## [TASK DETAILS]
All lines holding the word "fallback" should be located in the records and copied.

## [LISTED ENTRIES]
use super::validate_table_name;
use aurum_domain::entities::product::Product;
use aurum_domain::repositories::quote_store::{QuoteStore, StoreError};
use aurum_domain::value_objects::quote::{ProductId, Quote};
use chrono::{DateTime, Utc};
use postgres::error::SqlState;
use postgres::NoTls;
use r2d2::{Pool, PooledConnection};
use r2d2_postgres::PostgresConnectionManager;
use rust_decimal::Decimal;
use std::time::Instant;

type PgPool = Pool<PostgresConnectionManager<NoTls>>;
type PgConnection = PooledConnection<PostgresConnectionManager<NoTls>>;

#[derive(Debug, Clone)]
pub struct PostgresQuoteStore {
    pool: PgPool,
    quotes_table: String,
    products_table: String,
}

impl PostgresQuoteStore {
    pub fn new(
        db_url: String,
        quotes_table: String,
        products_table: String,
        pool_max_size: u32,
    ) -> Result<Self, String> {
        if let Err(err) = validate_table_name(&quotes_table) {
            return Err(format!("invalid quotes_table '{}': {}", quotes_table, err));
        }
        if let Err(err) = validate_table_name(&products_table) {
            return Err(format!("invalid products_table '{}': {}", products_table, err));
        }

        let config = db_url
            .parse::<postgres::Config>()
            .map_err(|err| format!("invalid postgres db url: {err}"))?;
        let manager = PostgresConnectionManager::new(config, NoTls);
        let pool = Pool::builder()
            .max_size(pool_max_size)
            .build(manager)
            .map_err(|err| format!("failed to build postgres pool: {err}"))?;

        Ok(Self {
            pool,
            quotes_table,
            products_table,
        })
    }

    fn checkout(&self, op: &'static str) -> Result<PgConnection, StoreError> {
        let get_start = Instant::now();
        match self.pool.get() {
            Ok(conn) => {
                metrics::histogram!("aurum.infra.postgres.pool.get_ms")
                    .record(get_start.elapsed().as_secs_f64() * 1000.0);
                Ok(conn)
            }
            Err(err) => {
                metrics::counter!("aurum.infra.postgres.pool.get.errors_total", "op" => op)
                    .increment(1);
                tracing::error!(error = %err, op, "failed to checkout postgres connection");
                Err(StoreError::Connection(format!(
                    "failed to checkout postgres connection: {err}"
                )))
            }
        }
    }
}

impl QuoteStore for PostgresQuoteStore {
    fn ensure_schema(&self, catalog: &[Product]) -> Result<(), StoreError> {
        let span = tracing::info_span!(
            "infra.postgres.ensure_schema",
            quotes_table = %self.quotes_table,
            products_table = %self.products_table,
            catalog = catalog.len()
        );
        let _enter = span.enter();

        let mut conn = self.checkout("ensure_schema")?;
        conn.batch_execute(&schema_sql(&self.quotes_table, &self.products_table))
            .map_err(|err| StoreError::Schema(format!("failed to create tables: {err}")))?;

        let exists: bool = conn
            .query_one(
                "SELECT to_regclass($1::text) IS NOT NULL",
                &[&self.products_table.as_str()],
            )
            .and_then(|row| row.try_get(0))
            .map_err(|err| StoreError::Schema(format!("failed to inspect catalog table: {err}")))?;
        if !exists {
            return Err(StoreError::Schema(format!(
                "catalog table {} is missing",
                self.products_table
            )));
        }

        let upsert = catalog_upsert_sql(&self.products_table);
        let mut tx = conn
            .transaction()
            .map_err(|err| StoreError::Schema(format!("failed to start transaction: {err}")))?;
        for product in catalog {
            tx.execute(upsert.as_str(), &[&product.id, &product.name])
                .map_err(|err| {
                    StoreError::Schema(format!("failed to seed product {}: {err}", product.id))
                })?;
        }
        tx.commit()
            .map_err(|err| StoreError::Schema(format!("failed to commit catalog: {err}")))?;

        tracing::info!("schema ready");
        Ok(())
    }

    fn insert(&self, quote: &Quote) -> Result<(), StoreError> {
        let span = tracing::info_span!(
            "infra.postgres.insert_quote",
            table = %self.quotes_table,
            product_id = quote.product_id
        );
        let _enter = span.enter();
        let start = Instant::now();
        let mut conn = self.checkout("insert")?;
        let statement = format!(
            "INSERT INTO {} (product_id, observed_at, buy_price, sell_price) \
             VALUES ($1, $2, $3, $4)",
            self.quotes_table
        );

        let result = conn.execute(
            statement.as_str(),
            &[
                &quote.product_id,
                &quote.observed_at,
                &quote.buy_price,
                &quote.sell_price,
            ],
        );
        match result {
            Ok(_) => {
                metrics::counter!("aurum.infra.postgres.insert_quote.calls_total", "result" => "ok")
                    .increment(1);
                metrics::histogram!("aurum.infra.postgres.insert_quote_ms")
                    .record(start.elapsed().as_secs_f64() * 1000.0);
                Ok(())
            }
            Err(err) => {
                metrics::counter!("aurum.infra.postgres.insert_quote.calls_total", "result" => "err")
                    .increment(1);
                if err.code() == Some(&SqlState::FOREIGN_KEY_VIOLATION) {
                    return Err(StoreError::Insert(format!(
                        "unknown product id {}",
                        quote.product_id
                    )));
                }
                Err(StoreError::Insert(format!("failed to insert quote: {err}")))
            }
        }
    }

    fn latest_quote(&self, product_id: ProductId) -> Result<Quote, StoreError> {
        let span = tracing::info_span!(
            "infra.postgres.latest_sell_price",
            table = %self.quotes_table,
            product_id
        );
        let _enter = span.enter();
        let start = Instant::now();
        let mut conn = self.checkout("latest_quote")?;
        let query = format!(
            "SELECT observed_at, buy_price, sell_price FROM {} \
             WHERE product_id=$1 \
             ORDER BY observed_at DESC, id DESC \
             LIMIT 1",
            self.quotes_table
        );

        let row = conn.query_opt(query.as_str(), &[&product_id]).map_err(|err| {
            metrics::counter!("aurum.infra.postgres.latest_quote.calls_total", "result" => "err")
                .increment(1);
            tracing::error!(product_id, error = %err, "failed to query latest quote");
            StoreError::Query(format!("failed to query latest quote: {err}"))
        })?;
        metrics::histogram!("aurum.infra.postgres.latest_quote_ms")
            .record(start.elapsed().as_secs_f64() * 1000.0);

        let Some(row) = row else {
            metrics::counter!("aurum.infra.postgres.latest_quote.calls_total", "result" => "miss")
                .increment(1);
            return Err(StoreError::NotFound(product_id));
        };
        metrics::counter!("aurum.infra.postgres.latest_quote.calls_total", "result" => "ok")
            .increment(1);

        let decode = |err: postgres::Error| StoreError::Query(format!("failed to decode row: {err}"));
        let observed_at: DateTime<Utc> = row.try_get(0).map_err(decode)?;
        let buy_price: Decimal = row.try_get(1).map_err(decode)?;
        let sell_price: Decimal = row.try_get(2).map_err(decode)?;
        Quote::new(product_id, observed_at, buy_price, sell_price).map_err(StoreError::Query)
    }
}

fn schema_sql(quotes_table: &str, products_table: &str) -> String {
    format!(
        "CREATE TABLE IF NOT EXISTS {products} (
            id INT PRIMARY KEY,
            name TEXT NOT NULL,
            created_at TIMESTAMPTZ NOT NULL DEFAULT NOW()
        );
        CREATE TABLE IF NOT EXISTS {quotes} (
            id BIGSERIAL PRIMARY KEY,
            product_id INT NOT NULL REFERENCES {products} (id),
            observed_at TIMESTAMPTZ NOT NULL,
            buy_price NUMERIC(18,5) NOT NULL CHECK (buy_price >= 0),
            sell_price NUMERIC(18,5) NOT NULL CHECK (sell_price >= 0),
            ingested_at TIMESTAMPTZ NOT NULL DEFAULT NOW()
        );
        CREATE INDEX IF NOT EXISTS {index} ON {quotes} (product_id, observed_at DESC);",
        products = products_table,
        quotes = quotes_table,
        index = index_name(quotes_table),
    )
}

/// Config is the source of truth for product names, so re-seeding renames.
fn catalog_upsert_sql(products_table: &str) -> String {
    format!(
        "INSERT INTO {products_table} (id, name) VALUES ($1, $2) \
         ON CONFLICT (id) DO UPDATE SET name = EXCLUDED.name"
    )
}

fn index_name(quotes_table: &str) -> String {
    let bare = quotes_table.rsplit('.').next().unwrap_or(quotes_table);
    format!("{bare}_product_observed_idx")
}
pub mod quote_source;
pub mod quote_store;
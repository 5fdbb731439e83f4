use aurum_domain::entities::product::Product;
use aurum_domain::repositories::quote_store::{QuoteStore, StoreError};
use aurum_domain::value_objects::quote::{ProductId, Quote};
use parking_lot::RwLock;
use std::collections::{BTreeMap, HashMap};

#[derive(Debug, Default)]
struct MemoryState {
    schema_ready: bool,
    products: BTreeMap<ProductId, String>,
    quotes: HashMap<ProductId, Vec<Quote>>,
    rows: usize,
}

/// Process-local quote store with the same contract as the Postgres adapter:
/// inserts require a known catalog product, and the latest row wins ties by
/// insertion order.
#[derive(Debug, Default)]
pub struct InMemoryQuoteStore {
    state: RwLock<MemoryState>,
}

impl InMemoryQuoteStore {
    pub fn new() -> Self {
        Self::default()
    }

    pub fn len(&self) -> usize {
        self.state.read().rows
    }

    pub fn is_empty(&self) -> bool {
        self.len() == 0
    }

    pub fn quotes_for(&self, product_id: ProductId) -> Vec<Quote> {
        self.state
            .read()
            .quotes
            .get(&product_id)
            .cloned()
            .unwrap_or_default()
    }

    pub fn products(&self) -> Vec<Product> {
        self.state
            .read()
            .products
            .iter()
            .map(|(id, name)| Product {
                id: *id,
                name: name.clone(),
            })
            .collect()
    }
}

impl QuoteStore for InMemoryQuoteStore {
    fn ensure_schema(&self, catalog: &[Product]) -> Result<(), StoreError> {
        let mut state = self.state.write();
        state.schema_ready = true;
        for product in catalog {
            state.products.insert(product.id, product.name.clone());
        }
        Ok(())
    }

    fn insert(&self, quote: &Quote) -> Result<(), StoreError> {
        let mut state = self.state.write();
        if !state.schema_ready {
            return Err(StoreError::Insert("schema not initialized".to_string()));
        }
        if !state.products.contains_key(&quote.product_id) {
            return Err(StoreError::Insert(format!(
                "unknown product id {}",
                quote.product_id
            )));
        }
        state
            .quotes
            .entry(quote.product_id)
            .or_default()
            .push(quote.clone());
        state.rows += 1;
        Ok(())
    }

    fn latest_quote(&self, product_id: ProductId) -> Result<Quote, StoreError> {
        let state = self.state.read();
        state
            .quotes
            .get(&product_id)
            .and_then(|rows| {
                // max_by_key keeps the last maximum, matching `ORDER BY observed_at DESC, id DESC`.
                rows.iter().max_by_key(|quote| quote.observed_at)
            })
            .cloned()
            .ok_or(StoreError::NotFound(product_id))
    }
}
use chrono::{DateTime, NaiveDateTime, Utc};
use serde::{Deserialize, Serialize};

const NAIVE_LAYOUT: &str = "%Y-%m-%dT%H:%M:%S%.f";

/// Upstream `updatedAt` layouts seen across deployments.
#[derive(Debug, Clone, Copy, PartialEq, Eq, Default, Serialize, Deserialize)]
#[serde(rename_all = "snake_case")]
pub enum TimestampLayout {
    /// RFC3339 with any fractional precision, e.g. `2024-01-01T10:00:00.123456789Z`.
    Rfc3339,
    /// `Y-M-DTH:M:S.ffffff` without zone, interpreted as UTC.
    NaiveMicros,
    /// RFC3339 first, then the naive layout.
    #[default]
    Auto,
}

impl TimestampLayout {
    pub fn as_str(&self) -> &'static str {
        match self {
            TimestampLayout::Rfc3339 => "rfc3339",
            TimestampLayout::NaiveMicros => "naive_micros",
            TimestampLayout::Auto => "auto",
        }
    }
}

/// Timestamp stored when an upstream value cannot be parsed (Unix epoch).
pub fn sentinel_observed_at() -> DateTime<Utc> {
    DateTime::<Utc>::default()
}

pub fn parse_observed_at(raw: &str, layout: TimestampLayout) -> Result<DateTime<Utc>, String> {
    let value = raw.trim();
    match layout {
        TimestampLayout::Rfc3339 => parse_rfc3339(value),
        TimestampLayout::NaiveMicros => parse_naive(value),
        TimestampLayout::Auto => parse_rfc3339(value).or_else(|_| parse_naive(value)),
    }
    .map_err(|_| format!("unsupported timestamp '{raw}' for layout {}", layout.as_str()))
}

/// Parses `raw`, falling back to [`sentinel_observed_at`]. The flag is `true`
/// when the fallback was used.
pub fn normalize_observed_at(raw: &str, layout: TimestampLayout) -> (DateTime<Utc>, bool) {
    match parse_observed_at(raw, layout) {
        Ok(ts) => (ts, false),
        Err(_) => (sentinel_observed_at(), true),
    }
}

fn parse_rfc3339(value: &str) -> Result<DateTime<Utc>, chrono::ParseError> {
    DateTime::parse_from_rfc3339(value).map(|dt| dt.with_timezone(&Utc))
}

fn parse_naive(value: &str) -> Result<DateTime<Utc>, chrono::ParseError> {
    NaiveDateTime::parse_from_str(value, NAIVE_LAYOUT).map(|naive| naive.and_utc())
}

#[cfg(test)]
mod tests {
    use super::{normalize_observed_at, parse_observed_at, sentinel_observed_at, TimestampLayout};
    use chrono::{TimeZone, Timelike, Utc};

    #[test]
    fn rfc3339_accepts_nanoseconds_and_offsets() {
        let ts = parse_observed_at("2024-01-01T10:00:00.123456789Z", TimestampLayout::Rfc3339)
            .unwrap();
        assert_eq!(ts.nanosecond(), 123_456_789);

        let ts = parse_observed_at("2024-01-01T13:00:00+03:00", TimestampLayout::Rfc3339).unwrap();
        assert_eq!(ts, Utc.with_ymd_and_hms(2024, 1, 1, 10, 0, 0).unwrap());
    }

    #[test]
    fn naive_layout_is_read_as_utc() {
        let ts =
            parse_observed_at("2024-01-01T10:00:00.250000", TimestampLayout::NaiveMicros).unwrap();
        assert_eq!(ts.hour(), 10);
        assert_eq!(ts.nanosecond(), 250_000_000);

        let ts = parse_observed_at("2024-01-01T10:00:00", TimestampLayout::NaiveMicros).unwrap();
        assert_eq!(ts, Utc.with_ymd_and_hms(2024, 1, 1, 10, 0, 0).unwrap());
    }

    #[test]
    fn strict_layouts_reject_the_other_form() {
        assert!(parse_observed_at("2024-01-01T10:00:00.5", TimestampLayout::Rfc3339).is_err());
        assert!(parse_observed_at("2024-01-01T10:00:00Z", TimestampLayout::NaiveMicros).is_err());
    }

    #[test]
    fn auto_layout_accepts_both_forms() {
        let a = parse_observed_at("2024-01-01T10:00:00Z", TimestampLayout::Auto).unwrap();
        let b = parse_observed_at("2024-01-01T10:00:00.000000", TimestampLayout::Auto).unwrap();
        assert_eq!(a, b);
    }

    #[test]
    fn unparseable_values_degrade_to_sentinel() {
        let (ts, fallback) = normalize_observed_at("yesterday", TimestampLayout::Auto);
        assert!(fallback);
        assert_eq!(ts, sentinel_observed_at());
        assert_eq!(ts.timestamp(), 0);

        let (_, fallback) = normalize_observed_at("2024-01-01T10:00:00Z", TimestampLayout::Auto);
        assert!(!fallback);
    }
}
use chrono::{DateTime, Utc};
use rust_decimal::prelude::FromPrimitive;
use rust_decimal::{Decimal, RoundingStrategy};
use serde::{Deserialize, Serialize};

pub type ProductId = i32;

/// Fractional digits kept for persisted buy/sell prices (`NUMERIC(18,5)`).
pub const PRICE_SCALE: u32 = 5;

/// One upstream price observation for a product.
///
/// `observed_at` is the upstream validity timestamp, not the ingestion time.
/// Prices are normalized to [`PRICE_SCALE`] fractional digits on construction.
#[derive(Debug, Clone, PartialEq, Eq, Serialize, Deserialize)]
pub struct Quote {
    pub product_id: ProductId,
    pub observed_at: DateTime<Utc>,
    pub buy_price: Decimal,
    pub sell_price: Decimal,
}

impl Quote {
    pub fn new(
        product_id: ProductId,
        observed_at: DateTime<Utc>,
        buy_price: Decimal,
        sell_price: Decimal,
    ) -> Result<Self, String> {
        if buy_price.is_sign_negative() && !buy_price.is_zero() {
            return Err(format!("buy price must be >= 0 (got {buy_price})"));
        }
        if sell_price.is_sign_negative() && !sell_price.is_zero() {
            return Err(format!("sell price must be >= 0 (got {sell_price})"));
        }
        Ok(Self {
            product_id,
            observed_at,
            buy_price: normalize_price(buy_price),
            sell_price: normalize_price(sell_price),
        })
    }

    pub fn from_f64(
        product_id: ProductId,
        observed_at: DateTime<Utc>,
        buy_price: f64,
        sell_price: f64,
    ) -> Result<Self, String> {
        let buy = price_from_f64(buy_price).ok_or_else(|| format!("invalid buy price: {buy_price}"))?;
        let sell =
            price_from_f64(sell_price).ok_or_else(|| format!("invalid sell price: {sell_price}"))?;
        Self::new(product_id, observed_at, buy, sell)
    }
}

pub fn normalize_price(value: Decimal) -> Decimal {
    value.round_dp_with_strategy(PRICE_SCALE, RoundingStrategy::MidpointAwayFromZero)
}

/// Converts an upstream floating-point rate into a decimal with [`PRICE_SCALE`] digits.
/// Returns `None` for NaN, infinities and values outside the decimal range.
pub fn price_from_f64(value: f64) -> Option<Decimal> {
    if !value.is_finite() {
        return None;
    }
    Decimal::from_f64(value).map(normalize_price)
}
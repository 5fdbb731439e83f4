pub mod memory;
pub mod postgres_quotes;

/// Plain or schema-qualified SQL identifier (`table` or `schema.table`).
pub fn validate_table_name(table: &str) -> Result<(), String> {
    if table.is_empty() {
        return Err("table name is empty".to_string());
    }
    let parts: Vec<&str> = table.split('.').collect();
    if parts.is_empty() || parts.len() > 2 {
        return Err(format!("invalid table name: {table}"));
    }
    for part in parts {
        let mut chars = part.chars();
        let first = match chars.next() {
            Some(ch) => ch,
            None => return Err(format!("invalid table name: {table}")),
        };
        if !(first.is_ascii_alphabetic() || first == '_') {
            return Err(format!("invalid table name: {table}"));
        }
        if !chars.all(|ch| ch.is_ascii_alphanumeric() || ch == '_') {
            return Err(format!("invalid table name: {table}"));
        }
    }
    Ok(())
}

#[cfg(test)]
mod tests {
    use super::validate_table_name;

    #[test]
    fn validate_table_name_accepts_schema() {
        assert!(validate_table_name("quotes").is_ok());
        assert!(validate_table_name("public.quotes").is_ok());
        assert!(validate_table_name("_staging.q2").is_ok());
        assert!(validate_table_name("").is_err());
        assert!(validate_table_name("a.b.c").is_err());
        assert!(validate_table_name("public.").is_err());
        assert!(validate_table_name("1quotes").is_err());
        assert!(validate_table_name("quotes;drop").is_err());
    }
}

## [ANSWER BELOW]
/// when the fallback was used.
        let (ts, fallback) = normalize_observed_at("yesterday", TimestampLayout::Auto);
        assert!(fallback);
        let (_, fallback) = normalize_observed_at("2024-01-01T10:00:00Z", TimestampLayout::Auto);
        assert!(!fallback);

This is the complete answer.